What an utter bastard!

Keep strong OP. Flowers

user1471538283 · 17/06/2021 18:54

You can change your baby's name within the first year on the birth certificate. I double barrelled DSs name but you could change it completely if you wish

Steph865 · 17/06/2021 19:09

I don't think you can without his consent though can you?
I agree in hindsight it was fast but it didn't feel like it at the time and I truly felt like he was the one I'd be with forever or else I would have never had a baby with him.

He is very selfish, he has asked to take the baby for a walk on Sunday to his dad's house as it's fathers day. I said yes so as to not be seen as a cow but I said as of Monday I need a week of no contact so I can start to process things.

Will be addressing maintenance the week after. I'd say I'm shocked he hasn't brought it up but I'm really not.

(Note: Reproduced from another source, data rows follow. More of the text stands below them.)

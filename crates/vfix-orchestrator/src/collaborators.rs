//! Interfaces of the services a repair run depends on
//!
//! The orchestrator only knows these contracts; defect detection, the rule
//! table and the AI fixer live elsewhere. Implementations report failures as
//! `Err`, which the orchestrator turns into a result with `error_message` set.

use async_trait::async_trait;
use vfix_browser::BrowserSession;
use vfix_core::{AiFixResult, ClassifiedError, InjectionResult, Patch, Result};

/// Detects defects in a document
#[async_trait]
pub trait ErrorClassifier: Send + Sync {
    /// Classify from markup alone
    async fn classify_static(&self, html: &str) -> Result<Vec<ClassifiedError>>;

    /// Classify with access to a rendered page when one is available
    ///
    /// Defaults to [`Self::classify_static`]; dynamic classifiers override it
    /// to inspect computed styles through `page`.
    async fn classify(
        &self,
        html: &str,
        page: Option<&BrowserSession>,
    ) -> Result<Vec<ClassifiedError>> {
        let _ = page;
        self.classify_static(html).await
    }
}

/// Maps deterministic defects to patches
#[async_trait]
pub trait RuleEngine: Send + Sync {
    async fn apply_rules(&self, errors: &[ClassifiedError]) -> Result<Vec<Patch>>;
}

/// Applies patches to a document
#[async_trait]
pub trait PatchInjector: Send + Sync {
    async fn inject(&self, html: &str, patches: &[Patch]) -> Result<InjectionResult>;
}

/// Generative repair for defects no rule covers
#[async_trait]
pub trait AiFixer: Send + Sync {
    async fn fix(
        &self,
        errors: &[ClassifiedError],
        html: &str,
        screenshots: Option<&[Vec<u8>]>,
    ) -> Result<AiFixResult>;
}

/// The set of services one orchestrator uses
pub struct Collaborators {
    pub classifier: Box<dyn ErrorClassifier>,
    pub rule_engine: Box<dyn RuleEngine>,
    pub injector: Box<dyn PatchInjector>,
    pub ai_fixer: Box<dyn AiFixer>,
}

impl Collaborators {
    pub fn new(
        classifier: impl ErrorClassifier + 'static,
        rule_engine: impl RuleEngine + 'static,
        injector: impl PatchInjector + 'static,
        ai_fixer: impl AiFixer + 'static,
    ) -> Self {
        Self {
            classifier: Box::new(classifier),
            rule_engine: Box::new(rule_engine),
            injector: Box::new(injector),
            ai_fixer: Box::new(ai_fixer),
        }
    }
}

He had been separated from his wide 2 years when we met and got divorced while we were together. So his son would have been 7 when they split but he did say they split once and got back together but it was as if it was all about her going out rather than him.

OP posts:
Aprilx · 17/06/2021 19:47

@Steph865

I don't think you can without his consent though can you? I agree in hindsight it was fast but it didn't feel like it at the time and I truly felt like he was the one I'd be with forever or else I would have never had a baby with him.

He is very selfish, he has asked to take the baby for a walk on Sunday to his dad's house as it's fathers day. I said yes so as to not be seen as a cow but I said as of Monday I need a week of no contact so I can start to process things.

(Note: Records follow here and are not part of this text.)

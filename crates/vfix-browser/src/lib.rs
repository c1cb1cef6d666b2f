//! Rendered-page validation for vfix
//!
//! This crate drives headless Chrome through the Chrome DevTools Protocol to
//! check that every clickable element on a page gives visible feedback.
//!
//! # Features
//!
//! - **Browser Management**: launch Chrome/Chromium or attach to a running one
//! - **Element Discovery**: find visible interactive elements and give each a
//!   stable selector
//! - **Click Testing**: hit-test, click, and diff before/after screenshots
//! - **Error Capture**: uncaught exceptions, rejections and `console.error`
//!
//! # Example
//!
//! ```no_run
//! use vfix_browser::{PageValidator, Sandbox};
//!
//! #[tokio::main]
//! async fn main() {
//!     let sandbox = Sandbox::default();
//!     let result = sandbox
//!         .validate("<button onclick=\"this.textContent='Done'\">Go</button>", false)
//!         .await;
//!
//!     println!(
//!         "{}/{} responsive, passed: {}",
//!         result.responsive_count(),
//!         result.total(),
//!         result.passed()
//!     );
//! }
//! ```
//!
//! # Requirements
//!
//! - Chrome or Chromium installed, or a running instance started with
//!   `chrome --remote-debugging-port=9222` and `sandbox.remote_debugging_port` set
//! - Without a browser, validation still returns, as a failing result
//!
//! # Architecture
//!
//! - [`browser`]: session lifecycle and document loading
//! - [`discovery`]: element discovery and page error capture scripts
//! - [`interaction`]: hit-testing, clicking and click-error classification
//! - [`screenshot`]: viewport capture and diff artifacts
//! - [`sandbox`]: the validation loop and its result types

pub mod browser;
pub mod discovery;
pub mod interaction;
pub mod sandbox;
pub mod screenshot;

pub use browser::BrowserSession;
pub use discovery::{Discovered, ElementInfo, PageErrors};
pub use interaction::classify_click_error;
pub use sandbox::{
    ElementResult, ElementStatus, PageValidator, Sandbox, ValidationReport, ValidationResult,
    ValidationSummary, PASS_RATE,
};
fn click_failure(element: &ElementInfo, message: String) -> ElementResult {
    let (status, blocking_element) = classify_click_error(&message);
    let mut failed = ElementResult::failed(element, status, Some(message));
    failed.blocking_element = blocking_element;
    failed
}

fn apply_page_errors(result: &mut ValidationResult, session: &BrowserSession) {
    match drain_page_errors(session) {
        Ok(errors) => result.merge_page_errors(errors),
        Err(e) => warn!("Could not read page errors: {}", e),
    }
}

fn elapsed_ms(started: Instant) -> u64 {
    started.elapsed().as_millis() as u64
}
//! Semantic verdicts over multi-scale diff ratios
//!
//! Decision order, first match wins:
//!
//! 1. `tight >= responsive` -> [`InteractionClassification::Responsive`]
//! 2. `global >= navigation` and `global / local > navigation_ratio` -> `Navigation`
//! 3. `(local >= cascade or global >= cascade) and tight < weak` -> `CascadeEffect`
//! 4. `tight >= weak` -> `WeakFeedback`
//! 5. otherwise -> `NoResponse`

use crate::engine::{DiffResult, DiffScale};
use serde::{Deserialize, Serialize};
use vfix_core::ClassifierConfig;

/// What a click visibly did
#[derive(Debug, Clone, Copy, PartialEq, Eq, Hash, Serialize, Deserialize)]
#[serde(rename_all = "SCREAMING_SNAKE_CASE")]
pub enum InteractionClassification {
    /// Visible change at the element itself
    Responsive,
    /// Page-wide change, e.g. a route or document swap
    Navigation,
    /// Change somewhere else on the page but not at the element
    CascadeEffect,
    /// Change at the element, too faint to count
    WeakFeedback,
    NoResponse,
}

impl InteractionClassification {
    /// Responsive, navigation and cascade all show the click did something
    pub fn is_passing(&self) -> bool {
        match self {
            Self::Responsive | Self::Navigation | Self::CascadeEffect => true,
            Self::WeakFeedback | Self::NoResponse => false,
        }
    }
}

impl std::fmt::Display for InteractionClassification {
    fn fmt(&self, f: &mut std::fmt::Formatter<'_>) -> std::fmt::Result {
        match self {
            Self::Responsive => write!(f, "RESPONSIVE"),
            Self::Navigation => write!(f, "NAVIGATION"),
            Self::CascadeEffect => write!(f, "CASCADE_EFFECT"),
            Self::WeakFeedback => write!(f, "WEAK_FEEDBACK"),
            Self::NoResponse => write!(f, "NO_RESPONSE"),
        }
    }
}

/// Diff ratios per scale
#[derive(Debug, Clone, Copy, Default, PartialEq, Serialize, Deserialize)]
pub struct DiffRatios {
    pub tight: f64,
    pub local: f64,
    pub global: f64,
}

impl DiffRatios {
    pub fn new(tight: f64, local: f64, global: f64) -> Self {
        Self {
            tight,
            local,
            global,
        }
    }
}

impl From<&DiffResult> for DiffRatios {
    fn from(diff: &DiffResult) -> Self {
        Self::new(
            diff.tight.diff_ratio,
            diff.local.diff_ratio,
            diff.global.diff_ratio,
        )
    }
}

/// Verdict for one interaction
#[derive(Debug, Clone, PartialEq, Serialize, Deserialize)]
pub struct ClassificationResult {
    pub classification: InteractionClassification,
    /// In `[0, 1]`
    pub confidence: f64,
    pub reasoning: String,
    pub primary_scale: DiffScale,
    pub diff_ratios: DiffRatios,
}

/// Maps diff output to an [`InteractionClassification`]
///
/// Stateless and deterministic: the same ratios always give the same result.
#[derive(Debug, Clone, Default)]
pub struct ResultClassifier {
    config: ClassifierConfig,
}

impl ResultClassifier {
    pub fn new(config: ClassifierConfig) -> Self {
        Self { config }
    }

    pub fn config(&self) -> &ClassifierConfig {
        &self.config
    }

    /// Classify a diff; `element_hint` (e.g. a selector) is used in the reasoning text
    pub fn classify(&self, diff: &DiffResult, element_hint: Option<&str>) -> ClassificationResult {
        self.classify_ratios(DiffRatios::from(diff), element_hint)
    }

    /// Classify raw ratios
    pub fn classify_ratios(
        &self,
        ratios: DiffRatios,
        element_hint: Option<&str>,
    ) -> ClassificationResult {
        let c = &self.config;
        let DiffRatios {
            tight,
            local,
            global,
        } = ratios;
        let subject = element_hint.unwrap_or("element");

        let (classification, confidence, primary_scale, reasoning) = if tight
            >= c.responsive_threshold
        {
            (
                InteractionClassification::Responsive,
                (tight / c.responsive_threshold).min(1.0),
                DiffScale::Tight,
                format!(
                    "{} changed {:.1}% of its own area (threshold {:.1}%)",
                    subject,
                    tight * 100.0,
                    c.responsive_threshold * 100.0
                ),
            )
        } else if global >= c.navigation_threshold && global_to_local(global, local) > c.navigation_ratio
        {
            (
                InteractionClassification::Navigation,
                (global / c.navigation_threshold).min(1.0) * 0.9,
                DiffScale::Global,
                format!(
                    "clicking {} changed {:.1}% of the page but only {:.1}% near it, consistent with navigation",
                    subject,
                    global * 100.0,
                    local * 100.0
                ),
            )
        } else if (local >= c.cascade_threshold || global >= c.cascade_threshold)
            && tight < c.weak_threshold
        {
            let (scale, ratio) = if local >= c.cascade_threshold {
                (DiffScale::Local, local)
            } else {
                (DiffScale::Global, global)
            };
            (
                InteractionClassification::CascadeEffect,
                (ratio / c.cascade_threshold).min(1.0) * 0.8,
                scale,
                format!(
                    "clicking {} changed {:.1}% of the {} region while the element itself stayed unchanged",
                    subject,
                    ratio * 100.0,
                    scale
                ),
            )
        } else if tight >= c.weak_threshold {
            (
                InteractionClassification::WeakFeedback,
                (tight / c.responsive_threshold).min(1.0),
                DiffScale::Tight,
                format!(
                    "{} changed only {:.2}% of its area, below the {:.1}% responsive threshold",
                    subject,
                    tight * 100.0,
                    c.responsive_threshold * 100.0
                ),
            )
        } else {
            let strongest = tight.max(local).max(global);
            (
                InteractionClassification::NoResponse,
                (1.0 - strongest / c.weak_threshold).clamp(0.0, 1.0),
                DiffScale::Tight,
                format!("no meaningful visual change after clicking {}", subject),
            )
        };

        ClassificationResult {
            classification,
            confidence,
            reasoning,
            primary_scale,
            diff_ratios: ratios,
        }
    }

    /// Whether a verdict counts the element as working
    pub fn is_passing(classification: InteractionClassification) -> bool {
        classification.is_passing()
    }
}

fn global_to_local(global: f64, local: f64) -> f64 {
    if local > 0.0 {
        global / local
    } else if global > 0.0 {
        f64::INFINITY
    } else {
        0.0
    }
}

#[cfg(test)]
mod tests {
    use super::*;

    fn classify(tight: f64, local: f64, global: f64) -> ClassificationResult {
        ResultClassifier::default().classify_ratios(DiffRatios::new(tight, local, global), None)
    }

    #[test]
    fn test_responsive() {
        let result = classify(0.03, 0.0, 0.0);
        assert_eq!(result.classification, InteractionClassification::Responsive);
        assert_eq!(result.confidence, 1.0);
        assert_eq!(result.primary_scale, DiffScale::Tight);
    }

    #[test]
    fn test_responsive_confidence_scales() {
        let result = classify(0.03, 0.0, 0.0);
        assert_eq!(result.confidence, 1.0);

        let config = ClassifierConfig {
            responsive_threshold: 0.02,
            ..Default::default()
        };
        let result = ResultClassifier::new(config)
            .classify_ratios(DiffRatios::new(0.02, 0.0, 0.0), Some("#buy"));
        assert_eq!(result.confidence, 1.0);
        assert!(result.reasoning.contains("#buy"));
    }

    #[test]
    fn test_cascade_effect() {
        let result = classify(0.001, 0.02, 0.02);
        assert_eq!(result.classification, InteractionClassification::CascadeEffect);
        assert_eq!(result.primary_scale, DiffScale::Local);
    }

    #[test]
    fn test_navigation() {
        let result = classify(0.001, 0.001, 0.05);
        assert_eq!(result.classification, InteractionClassification::Navigation);
        assert_eq!(result.primary_scale, DiffScale::Global);
    }

    #[test]
    fn test_navigation_with_unchanged_local_region() {
        let result = classify(0.0, 0.0, 0.5);
        assert_eq!(result.classification, InteractionClassification::Navigation);
    }

    #[test]
    fn test_no_response() {
        let result = classify(0.001, 0.001, 0.001);
        assert_eq!(result.classification, InteractionClassification::NoResponse);
        assert!(result.confidence > 0.0);
    }

    #[test]
    fn test_weak_feedback() {
        let result = classify(0.01, 0.0, 0.0);
        assert_eq!(result.classification, InteractionClassification::WeakFeedback);
        assert!(result.confidence < 1.0);
    }

    #[test]
    fn test_weak_tight_beats_cascade() {
        // tight is above the weak threshold so rule 3 does not apply
        let result = classify(0.006, 0.02, 0.02);
        assert_eq!(result.classification, InteractionClassification::WeakFeedback);
    }

    #[test]
    fn test_passing_classifications() {
        assert!(ResultClassifier::is_passing(InteractionClassification::Responsive));
        assert!(ResultClassifier::is_passing(InteractionClassification::Navigation));
        assert!(ResultClassifier::is_passing(InteractionClassification::CascadeEffect));
        assert!(!ResultClassifier::is_passing(InteractionClassification::WeakFeedback));
        assert!(!ResultClassifier::is_passing(InteractionClassification::NoResponse));
    }

    #[test]
    fn test_deterministic() {
        let a = classify(0.004, 0.012, 0.03);
        let b = classify(0.004, 0.012, 0.03);
        assert_eq!(a, b);
    }

    #[test]
    fn test_serialized_labels() {
        let json = serde_json::to_string(&InteractionClassification::CascadeEffect).unwrap();
        assert_eq!(json, "\"CASCADE_EFFECT\"");
    }
}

Will be addressing maintenance the week after. I'd say I'm shocked he hasn't brought it up but I'm really not.

He had been separated from his wide 2 years when we met and got divorced while we were together. So his son would have been 7 when they split but he did say they split once and got back together but it was as if it was all about her going out rather than him.

No you cannot change the name on the birth certificate unilaterally, assuming he is named on the certificate.

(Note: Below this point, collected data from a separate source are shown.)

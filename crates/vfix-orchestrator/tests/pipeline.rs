//! Integration tests for the repair pipeline.
//!
//! Every collaborator and the page validator are in-memory fakes, so these
//! tests exercise phase order, rollback, timeout and failure handling
//! without a browser.

use async_trait::async_trait;
use std::collections::VecDeque;
use std::sync::atomic::{AtomicUsize, Ordering};
use std::sync::{Arc, Mutex};
use std::time::Duration;
use vfix_browser::{ElementResult, ElementStatus, PageValidator, ValidationResult, PASS_RATE};
use vfix_core::{
    AiFixResult, ClassifiedError, ErrorType, FixPhase, InjectionResult, Patch, PatchKind, Result,
    VfixConfig, VfixError,
};
use vfix_orchestrator::{
    AiFixer, Collaborators, ErrorClassifier, Orchestrator, PatchInjector, RuleEngine,
    TIMEOUT_MESSAGE,
};

const MARKER: &str = "<!--patched-->";
const ORIGINAL: &str = "<button id=\"buy\">Buy</button>";

// ---------------------------------------------------------------------------
// fakes
// ---------------------------------------------------------------------------

#[derive(Default)]
struct FakeClassifier {
    errors: Vec<ClassifiedError>,
    delay: Option<Duration>,
    fail: bool,
}

#[async_trait]
impl ErrorClassifier for FakeClassifier {
    async fn classify_static(&self, _html: &str) -> Result<Vec<ClassifiedError>> {
        if let Some(delay) = self.delay {
            tokio::time::sleep(delay).await;
        }
        if self.fail {
            return Err(VfixError::Classifier("model unavailable".to_string()));
        }
        Ok(self.errors.clone())
    }
}

struct FakeRules;

#[async_trait]
impl RuleEngine for FakeRules {
    async fn apply_rules(&self, errors: &[ClassifiedError]) -> Result<Vec<Patch>> {
        Ok(errors
            .iter()
            .map(|e| {
                Patch::new(&e.selector, PatchKind::TailwindClasses, "relative z-10")
                    .for_error(e.error_type)
            })
            .collect())
    }
}

struct PanickingRules;

#[async_trait]
impl RuleEngine for PanickingRules {
    async fn apply_rules(&self, _errors: &[ClassifiedError]) -> Result<Vec<Patch>> {
        panic!("rule table corrupted");
    }
}

/// Appends one marker per call
struct FakeInjector;

#[async_trait]
impl PatchInjector for FakeInjector {
    async fn inject(&self, html: &str, patches: &[Patch]) -> Result<InjectionResult> {
        Ok(InjectionResult {
            success: true,
            html: format!("{}{}", html, MARKER),
            applied: patches.to_vec(),
            failed: Vec::new(),
        })
    }
}

/// Replays scripted results and records what it was given; clones share state
#[derive(Clone, Default)]
struct FakeAiFixer {
    script: Arc<Mutex<VecDeque<AiFixResult>>>,
    calls: Arc<AtomicUsize>,
    screenshot_counts: Arc<Mutex<Vec<Option<usize>>>>,
}

impl FakeAiFixer {
    fn scripted(candidates: &[&str]) -> Self {
        let script = candidates
            .iter()
            .map(|html| AiFixResult {
                success: true,
                fixed_html: Some(html.to_string()),
                llm_calls_made: 1,
                tokens_used: 100,
                ..Default::default()
            })
            .collect();
        Self {
            script: Arc::new(Mutex::new(script)),
            ..Default::default()
        }
    }
}

#[async_trait]
impl AiFixer for FakeAiFixer {
    async fn fix(
        &self,
        _errors: &[ClassifiedError],
        _html: &str,
        screenshots: Option<&[Vec<u8>]>,
    ) -> Result<AiFixResult> {
        self.calls.fetch_add(1, Ordering::SeqCst);
        self.screenshot_counts
            .lock()
            .unwrap()
            .push(screenshots.map(|s| s.len()));
        Ok(self.script.lock().unwrap().pop_front().unwrap_or_default())
    }
}

struct FnValidator<F>(F);

#[async_trait]
impl<F> PageValidator for FnValidator<F>
where
    F: Fn(&str) -> ValidationResult + Send + Sync,
{
    async fn validate(&self, html: &str, _js_only: bool) -> ValidationResult {
        (self.0)(html)
    }
}

// ---------------------------------------------------------------------------
// helpers
// ---------------------------------------------------------------------------

fn page(statuses: &[ElementStatus]) -> ValidationResult {
    ValidationResult {
        element_results: statuses
            .iter()
            .enumerate()
            .map(|(i, status)| ElementResult {
                selector: format!("#el{}", i),
                tag: "button".to_string(),
                status: *status,
                diff_ratio: 0.0,
                blocking_element: None,
                diff_result: None,
                classification: None,
                error_message: None,
            })
            .collect(),
        rendered: true,
        viewport_width: 1280,
        viewport_height: 720,
        ..Default::default()
    }
}

fn passing() -> ValidationResult {
    page(&[ElementStatus::Responsive])
}

fn defect(error_type: ErrorType, selector: &str) -> ClassifiedError {
    ClassifiedError::new(error_type, selector, "button", 0.9)
}

fn collaborators(classifier: FakeClassifier, ai_fixer: FakeAiFixer) -> Collaborators {
    Collaborators::new(classifier, FakeRules, FakeInjector, ai_fixer)
}

// ---------------------------------------------------------------------------
// tests
// ---------------------------------------------------------------------------

#[tokio::test]
async fn test_deterministic_fix_end_to_end() {
    let classifier = FakeClassifier {
        errors: vec![defect(ErrorType::ZIndexConflict, "#buy")],
        ..Default::default()
    };
    let fixer = FakeAiFixer::scripted(&[]);
    let validator = FnValidator(|html: &str| {
        if html.contains(MARKER) {
            passing()
        } else {
            page(&[ElementStatus::Intercepted])
        }
    });
    let orchestrator = Orchestrator::new(
        collaborators(classifier, fixer.clone()),
        validator,
        &VfixConfig::default(),
    );

    let result = orchestrator.fix(ORIGINAL, None, None).await;

    assert!(result.success);
    assert!(result.validation_passed);
    assert!(result.error_message.is_none());
    assert_eq!(
        result.phases_completed,
        vec![
            FixPhase::Initial,
            FixPhase::Classify,
            FixPhase::Deterministic,
            FixPhase::ValidateDeterministic,
            FixPhase::Complete,
        ]
    );
    assert_eq!(result.metrics.llm_calls_made, 0);
    assert_eq!(result.metrics.deterministic_patches_applied, 1);
    assert_eq!(result.errors_fixed, 1);
    assert_eq!(result.errors_remaining, 0);
    assert_eq!(result.fixed_html, format!("{}{}", ORIGINAL, MARKER));
    assert_eq!(result.final_score, 1.0);
    assert_eq!(fixer.calls.load(Ordering::SeqCst), 0);
}

#[tokio::test]
async fn test_global_timeout_returns_partial_result() {
    let classifier = FakeClassifier {
        errors: vec![defect(ErrorType::ZIndexConflict, "#buy")],
        delay: Some(Duration::from_millis(500)),
        ..Default::default()
    };
    let mut config = VfixConfig::default();
    config.orchestrator.global_timeout_seconds = 0.05;
    let orchestrator = Orchestrator::new(
        collaborators(classifier, FakeAiFixer::scripted(&[])),
        FnValidator(|_: &str| passing()),
        &config,
    );

    let result = orchestrator.fix(ORIGINAL, None, None).await;

    assert_eq!(result.error_message.as_deref(), Some(TIMEOUT_MESSAGE));
    assert_eq!(result.error_message.as_deref(), Some("Global timeout reached"));
    assert!(!result.success);
    assert_eq!(result.fixed_html, ORIGINAL);
    assert_eq!(result.final_score, 0.0);
    assert_eq!(
        result.phases_completed,
        vec![FixPhase::Initial, FixPhase::Classify]
    );
}

#[tokio::test]
async fn test_classifier_error_does_not_escape() {
    let classifier = FakeClassifier {
        fail: true,
        ..Default::default()
    };
    let orchestrator = Orchestrator::new(
        collaborators(classifier, FakeAiFixer::scripted(&[])),
        FnValidator(|_: &str| passing()),
        &VfixConfig::default(),
    );

    let result = orchestrator.fix("<div><button>unclosed", None, None).await;

    assert!(!result.success);
    let message = result.error_message.unwrap();
    assert!(message.contains("model unavailable"), "{}", message);
    assert_eq!(result.fixed_html, "<div><button>unclosed");
}

#[tokio::test]
async fn test_panicking_collaborator_does_not_escape() {
    let classifier = FakeClassifier {
        errors: vec![defect(ErrorType::MissingFocusState, "#buy")],
        ..Default::default()
    };
    let orchestrator = Orchestrator::new(
        Collaborators::new(
            classifier,
            PanickingRules,
            FakeInjector,
            FakeAiFixer::scripted(&[]),
        ),
        FnValidator(|_: &str| passing()),
        &VfixConfig::default(),
    );

    let result = orchestrator.fix(ORIGINAL, None, None).await;

    assert!(!result.success);
    let message = result.error_message.unwrap();
    assert!(message.starts_with("Pipeline panicked"), "{}", message);
    assert!(message.contains("rule table corrupted"));
}

#[tokio::test]
async fn test_no_defects_and_passing_page() {
    let orchestrator = Orchestrator::new(
        collaborators(FakeClassifier::default(), FakeAiFixer::scripted(&[])),
        FnValidator(|_: &str| passing()),
        &VfixConfig::default(),
    );

    let result = orchestrator.fix(ORIGINAL, None, None).await;

    assert!(result.success);
    assert!(result.validation_passed);
    assert_eq!(result.fixed_html, ORIGINAL);
    assert_eq!(result.metrics.validations_run, 1);
    assert_eq!(
        result.phases_completed,
        vec![FixPhase::Initial, FixPhase::Classify, FixPhase::Complete]
    );
}

#[tokio::test]
async fn test_driver_unavailable_is_reported_as_failure() {
    let orchestrator = Orchestrator::new(
        collaborators(FakeClassifier::default(), FakeAiFixer::scripted(&[])),
        FnValidator(|_: &str| {
            ValidationResult::driver_unavailable("chrome not found", &Default::default())
        }),
        &VfixConfig::default(),
    );

    let result = orchestrator.fix(ORIGINAL, None, None).await;

    assert!(!result.success);
    assert!(!result.validation_passed);
    assert!(result.error_message.is_none());
    assert_eq!(result.final_score, 0.0);
}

I know it is too late for you, but another reminder for unmarried women to always give the child the same name as your own.

Aprilx · 17/06/2021 19:49
  • I think you could be forgiven for being a “cow” (your words not mine!) and not agreeing to Father’s Day this weekend.
Steph865 · 17/06/2021 20:01

Well lesson well and truly learned re the name, again, believed we would all have the surname eventually. How wrong I was. Hopefully he goes for the double barrel name I think it's reasonable.

OP posts:
MarianneUnfaithful · 17/06/2021 21:44

If you are feeding is it possible for your baby to be away from you?

Will he bring him back immediately if he cries for a feed?

Graphista · 17/06/2021 22:19

but it was as if it was all about her going out rather than him.

Again you only have his word for what happened

Don't really see what's wrong with her "going out" unless he means she was regularly cheating on him.

The fact you're not shocked that he hasn't raised the issue of maintenance suggests he doesn't pay maintenance to his ex - in which case it seems an odd decision to have had a child with him. Does he see his son?

I think asking for some space to process things is a good idea.

Bumzoo · 17/06/2021 22:41

What a cunt. You're well rid Thanks

Steph865 · 17/06/2021 23:39

Ah sorry I should have explained. He doesn't pay maintenance as they share 50/50 custody of their son. He is a good dad to his son I can't really fault him on that to be fair. I wouldn't have a child with someone who I thought was an unfit parent.

I only say I won't be surprised he hasn't raised it as he hasn't so far or asked us where we are going to live. We were due to move to a new house today (rented) and so had given notice on our current house. Thankfully I called my landlady and explained and she has agreed to let me and the children stay so that's great but he doesn't know that. He has gone back to his mums so is sorted.

He really is a c* @Bumzoo you are absolutely right!

OP posts:
Graphista · 17/06/2021 23:46

Ok that makes sense on maintenance side, seems it's relationships with adults he's poor at! Hopefully he'll step up on contact at least. More than my ex did!